Il existe une panoplie d’autres appellations pour définir l’attitude des personnes par rapport à la sexualité: le “lithromantique” est attiré par l’amour à sens unique, le demi-sexuel ressent parfois de l’attirance sexuelle, le “sexpositif”, est à l’aise avec la sexualité alors que le “sexnégatif” n’est pas à l’aise d’en discuter. «On utilise cette terminologie pour s’identifier dans les communautés en ligne, notamment», constate la chercheuse.
Un site rassembleur
Bien que l’asexualité demeure méconnue, la création du forum web Asexual Visibility and Education Network (AVEN), fondé en 2001 par l’activiste asexuel américain David Jay, a permis à un grand nombre de personnes de se reconnaître et de sortir de l’ombre. «C’était le seul média à l’époque qui parlait d’asexualité», précise Léa Serra Vandekerckhove. Le forum se veut un espace de discussion pour la communauté asexuelle, «où il est possible d’obtenir des conseils pour mieux gérer sa relation si on est une personne asexuelle en couple avec une personne sexuelle», illustre l’étudiante. Traduit en plusieurs langues, le site offre de l’aide, de l’information et du soutien en ligne pour les membres et les internautes en questionnement. La Communauté asexuelle de Montréal organise des rencontres mensuelles.
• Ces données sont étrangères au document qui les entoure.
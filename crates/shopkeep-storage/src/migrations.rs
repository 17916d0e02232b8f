// SPDX-FileCopyrightText: 2026 Shopkeep Contributors
// SPDX-License-Identifier: MIT OR Apache-2.0

//! Embedded database migrations using refinery.
//!
//! SQL migration files are compiled into the binary at build time via
//! `embed_migrations!`. Migrations run automatically on database open.

use shopkeep_core::ShopkeepError;

mod embedded {
    use refinery::embed_migrations;
    embed_migrations!("migrations");
}

/// Run all pending migrations against the given connection.
///
/// Refinery tracks applied migrations in its own `refinery_schema_history` table,
/// so opening the same file from several adapters is safe.
pub fn run_migrations(conn: &mut rusqlite::Connection) -> Result<(), ShopkeepError> {
    let report = embedded::migrations::runner()
        .run(conn)
        .map_err(ShopkeepError::storage)?;
    for migration in report.applied_migrations() {
        tracing::info!(migration = %migration, "applied migration");
    }
    Ok(())
}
L’orientation sexuelle n’est pas fixe pour la vie. «Il est possible de changer d’orientation sexuelle au cours d’une vie», croit Léa Serra Vandekerckhove. Selon le site AVA, 1% de la population serait asexuelle, «mais cette statistique est basée sur une seule étude menée en Angleterre», nuance la doctorante.
Au cours de ses recherches préliminaires, Léa Serra Vandekerckhove a constaté qu’un plus grand nombre de femmes s’identifient comme asexuelles. «En tant que sociologue de formation, je me demande s’il n’est pas plus facile pour elles de s’identifier comme asexuelles, les femmes étant traditionnellement perçues comme étant moins enclines à aimer le sexe. Et qu’en est-il alors des hommes asexuels? Se perçoivent-ils comme des hommes moins virils parce qu’ils ne sont pas sexuels? Comment se construisent les identités féminine ou masculine en lien avec l’orientation asexuelle?»
Faire la découverte de son asexualité est une expérience positive pour de nombreux membres de la communauté. «Les personnes asexuelles ont souvent un long parcours médical et vivent une réelle souffrance avant de trouver des réponses à leur questionnement», observe Léa Serra Vandekerckhove. Pour plusieurs femmes, se reconnaître en tant qu’asexuelles leur permet de se libérer des affres de la séduction dans une société qui accorde beaucoup d’importance à la sexualité.
Il est peut-être plus facile pour les membres des nouvelles générations de faire leur coming out en tant que personnes asexuelles, suggère la chercheuse. «Quand on voit des gens autour de soi qui assument différentes orientations sexuelles ou asexuelles, cela devient plus acceptable socialement», suppose Léa Serra Vandekerckhove.